WHAT KEEPS YOU FOCUSED WHILE YOU’RE WORKING?
Now that I’m a mother, finding time to write is a luxury, so I’m more motivated than ever to make good use of the time. Deadlines, whether they be real or self-imposed, also have a way of revving up my writing fever. I also get very focused toward the end of my books, when I have resolved everything in my head and it’s just a matter of getting the words on paper. In any case, if I dare allow myself to wander onto the internet, I have to be really careful, because once I look up a medical symptom or start researching flame retardants in mattresses, it’s all over from there. I find it really difficult, if not impossible, to alternate between feelings of creativity and anxiety.
DO YOU WRITE LONGHAND, ON A COMPUTER, OR ANOTHER WAY?
I scribble rough drafts and ideas in longhand, but these notes almost always end up being exercises to prepare for the real deal. I write more clearly, more freely, and more beautifully when I can see the juxtaposition of my words and sentences in type. Also, I don’t know what I’d do without copy and paste.
HOW DO YOU DEVELOP YOUR STORY IDEAS? DO YOU USE AN OUTLINE, LET THE MUSE LEAD YOU, OR ANOTHER TECHNIQUE?
For My Chemical Mountain in particular, I found the setting before I found my characters and my story. I’d been reading about pollution, and later met people who grew up near contaminated landfills. I got involved in a local fight to clean up serious messes left behind by industry. And I spent a lot of time in a real-life toxic town. These experiences really impacted me. Jason’s character appeared in my mind, seemingly out of nowhere, when I was walking my dog in Buffalo’s Elmwood Art District. I asked him the questions: What do you think of your toxic town? Do you love it? Hate it? Fear it? Do you want to stay or move away? Or do you feel a complex combination of all of these things? Then I listened as he told me his story.

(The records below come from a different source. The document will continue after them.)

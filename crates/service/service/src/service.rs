//! OTP send and verification orchestration.

use chrono::{DateTime, Duration, Utc};
use otp_gate_core::{
    mask_phone, normalize_phone, CodeGenerator, CodeHasher, OtpChannel, OtpConfig, OtpError,
    OtpRecord, OtpResult, OtpStore, RateCounterStore,
};
use otp_gate_delivery::{DeliveryDispatcher, DeliveryMeta, DeliveryProvider};
use serde::{Deserialize, Serialize};
use std::sync::Arc;

use crate::rate_limit::RateLimiter;

/// A request to send an OTP.
#[derive(Debug, Clone, Deserialize)]
pub struct SendOtp {
    /// Phone number in any accepted local or international form.
    pub phone: String,
    /// Channel names to try first, in order. Unknown names are ignored.
    #[serde(default)]
    pub preferred_channels: Vec<String>,
}

impl SendOtp {
    /// Creates a send request with the default channel order.
    pub fn new(phone: impl Into<String>) -> Self {
        Self {
            phone: phone.into(),
            preferred_channels: Vec::new(),
        }
    }

    /// Prepends a preferred channel.
    pub fn prefer(mut self, channel: OtpChannel) -> Self {
        self.preferred_channels.push(channel.as_str().to_string());
        self
    }
}

/// Result of a successful send.
#[derive(Debug, Clone, Serialize)]
pub struct SendOutcome {
    /// Opaque token the caller must echo back at verification.
    pub request_id: String,
    /// Channel that accepted the message.
    pub channel: OtpChannel,
    /// Seconds until the code expires.
    pub ttl_seconds: u64,
    /// Masked phone for display, e.g. `+8491***5678`.
    pub masked_phone: String,
    /// Remaining sends for this phone in the current window.
    pub remaining_phone: u32,
    /// Remaining sends for the client IP, when one was supplied.
    pub remaining_ip: Option<u32>,
}

/// Result of a successful verification.
#[derive(Debug, Clone, Serialize)]
pub struct VerifyOutcome {
    /// Phone number in E.164 format.
    pub phone: String,
    /// Request ID that was consumed.
    pub request_id: String,
    /// When the verification completed.
    pub verified_at: DateTime<Utc>,
}

/// The OTP orchestrator.
///
/// Owns the full send pipeline (normalize, rate limit, generate, deliver,
/// persist) and the verification state machine. A pending OTP moves to
/// exactly one terminal state: verified, expired, or exhausted.
pub struct OtpService {
    config: OtpConfig,
    store: Arc<dyn OtpStore>,
    rate_limiter: RateLimiter,
    dispatcher: DeliveryDispatcher,
    generator: CodeGenerator,
    hasher: CodeHasher,
}

impl OtpService {
    /// Starts building a service.
    pub fn builder() -> OtpServiceBuilder {
        OtpServiceBuilder::default()
    }

    /// Exposes the active configuration.
    pub fn config(&self) -> &OtpConfig {
        &self.config
    }

    fn parse_preferred(names: &[String]) -> Vec<OtpChannel> {
        names
            .iter()
            .filter_map(|name| {
                let parsed = OtpChannel::parse(name);
                if parsed.is_none() {
                    tracing::debug!(channel = %name, "ignoring unknown preferred channel");
                }
                parsed
            })
            .collect()
    }

    /// Generates and delivers a fresh OTP.
    ///
    /// The plaintext code is handed to the delivery provider and dropped;
    /// only the salted digest is persisted. Nothing is persisted when every
    /// delivery channel fails, so a stored record always corresponds to a
    /// code that reached a provider.
    pub async fn send(&self, request: SendOtp, client_ip: Option<&str>) -> OtpResult<SendOutcome> {
        let phone = normalize_phone(&request.phone)?;
        let masked = mask_phone(&phone);

        let (remaining_phone, remaining_ip) =
            self.rate_limiter.check_and_consume(&phone, client_ip).await?;

        let request_id = CodeGenerator::generate_request_id();
        let code = self.generator.generate();
        let salt = CodeHasher::generate_salt();
        let code_hash = self.hasher.hash(&code, &salt);

        let meta = DeliveryMeta::new(
            request_id.clone(),
            self.config.ttl_seconds.div_ceil(60),
        );
        let preferred = Self::parse_preferred(&request.preferred_channels);

        let receipt = self
            .dispatcher
            .send_with_fallback(&preferred, &phone, &code, &meta)
            .await
            .map_err(|err| {
                tracing::error!(phone = %masked, error = %err, "OTP delivery failed");
                OtpError::DeliveryFailed
            })?;

        let record = OtpRecord::new(
            phone.clone(),
            request_id.clone(),
            code_hash,
            salt,
            receipt.channel,
            Duration::seconds(self.config.ttl_seconds as i64),
            self.config.max_verification_attempts,
        );

        // Request IDs are fresh UUIDs, so a live duplicate means the store
        // is misbehaving.
        if !self.store.put(record).await? {
            return Err(OtpError::store("duplicate request id"));
        }

        tracing::info!(
            phone = %masked,
            request_id = %request_id,
            channel = %receipt.channel,
            "OTP sent"
        );

        Ok(SendOutcome {
            request_id,
            channel: receipt.channel,
            ttl_seconds: self.config.ttl_seconds,
            masked_phone: masked,
            remaining_phone,
            remaining_ip,
        })
    }

    /// Verifies a submitted code against the pending OTP.
    ///
    /// Expiry is checked before the code, so a correct code for an expired
    /// OTP still fails with `Expired`. A matching code consumes the record
    /// atomically; of two racing verifies exactly one succeeds and the
    /// other observes `NotFound`.
    pub async fn verify(
        &self,
        phone: &str,
        request_id: &str,
        code: &str,
    ) -> OtpResult<VerifyOutcome> {
        let phone = normalize_phone(phone)?;
        let masked = mask_phone(&phone);

        let record = self
            .store
            .get(&phone, request_id)
            .await?
            .ok_or(OtpError::NotFound)?;

        if record.is_expired() {
            self.store.delete(&phone, request_id).await?;
            tracing::info!(phone = %masked, request_id, "OTP expired at verification");
            return Err(OtpError::Expired);
        }

        // An exhausted record stays in the store until its TTL reaps it, so
        // every attempt after the cap reports exhaustion, not absence.
        if record.attempts_exhausted() {
            return Err(OtpError::MaxAttemptsExceeded);
        }

        if self.hasher.verify(code, &record.salt, &record.code_hash) {
            // The take is the single success point; a racing verify that
            // loses sees the record already gone.
            match self.store.take(&phone, request_id).await? {
                Some(_) => {
                    tracing::info!(phone = %masked, request_id, "OTP verified");
                    Ok(VerifyOutcome {
                        phone,
                        request_id: request_id.to_string(),
                        verified_at: Utc::now(),
                    })
                }
                None => Err(OtpError::NotFound),
            }
        } else {
            let attempts = self
                .store
                .increment_attempts(&phone, request_id)
                .await?
                .ok_or(OtpError::NotFound)?;

            if attempts >= record.max_attempts {
                tracing::warn!(phone = %masked, request_id, "OTP attempts exhausted");
                return Err(OtpError::MaxAttemptsExceeded);
            }

            let remaining = record.max_attempts - attempts;
            tracing::info!(
                phone = %masked,
                request_id,
                remaining_attempts = remaining,
                "OTP code mismatch"
            );
            Err(OtpError::InvalidCode {
                remaining_attempts: remaining,
            })
        }
    }

    /// Clears the send counters for a phone (admin operation).
    pub async fn reset_rate_limit(&self, phone: &str) -> OtpResult<String> {
        let phone = normalize_phone(phone)?;
        self.rate_limiter.reset_phone(&phone).await?;
        tracing::info!(phone = %mask_phone(&phone), "rate limit counters reset");
        Ok(phone)
    }

    /// Removes expired records from the store.
    pub async fn purge_expired(&self) -> OtpResult<usize> {
        self.store.purge_expired().await
    }
}

/// Builder for [`OtpService`].
#[derive(Default)]
pub struct OtpServiceBuilder {
    config: Option<OtpConfig>,
    store: Option<Arc<dyn OtpStore>>,
    counters: Option<Arc<dyn RateCounterStore>>,
    providers: Vec<Arc<dyn DeliveryProvider>>,
}

impl OtpServiceBuilder {
    /// Sets the OTP configuration. Defaults apply when omitted.
    pub fn config(mut self, config: OtpConfig) -> Self {
        self.config = Some(config);
        self
    }

    /// Sets the record store.
    pub fn store(mut self, store: Arc<dyn OtpStore>) -> Self {
        self.store = Some(store);
        self
    }

    /// Sets the rate counter store.
    pub fn counters(mut self, counters: Arc<dyn RateCounterStore>) -> Self {
        self.counters = Some(counters);
        self
    }

    /// Registers a delivery provider.
    pub fn provider(mut self, provider: Arc<dyn DeliveryProvider>) -> Self {
        self.providers.push(provider);
        self
    }

    /// Builds the service.
    pub fn build(self) -> OtpResult<OtpService> {
        let config = self.config.unwrap_or_default();
        let store = self
            .store
            .ok_or_else(|| OtpError::config("an OTP store is required"))?;
        let counters = self
            .counters
            .ok_or_else(|| OtpError::config("a rate counter store is required"))?;
        if self.providers.is_empty() {
            return Err(OtpError::config("at least one delivery provider is required"));
        }
        if config.code_length == 0 {
            return Err(OtpError::config("code length must be positive"));
        }

        Ok(OtpService {
            generator: CodeGenerator::new(config.code_length),
            rate_limiter: RateLimiter::new(counters, config.rate_limit.clone()),
            dispatcher: DeliveryDispatcher::new(self.providers),
            hasher: CodeHasher,
            config,
            store,
        })
    }
}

A landfill contaminated with uranium.
IF YOU WERE FORCED TO SHARE YOUR WORKSPACE BUT COULD SHARE IT WITH ANYONE OF YOUR CHOOSING, WHO WOULD IT BE?
A group of weird little artist elves who repaint my workspace walls with strange murals every night while I’m sleeping. I’d allow sculptor elves to hang mobiles too, especially if they worked with jagged pieces of metal, shards of colored glass, and origami birds.
WHAT IS THE BEST PIECE OF WRITING ADVICE YOU’VE HEARD OR RECEIVED?
Back when I was a true amateur and ready to mail my roughest rough draft to every publisher on the planet, someone told me to join The Society of Children’s Book Writers and Illustrators. It was such great advice, because SCBWI has been an invaluable source of camaraderie, inspiration, professional growth, laughter, opportunities, and guidance through my publication journey.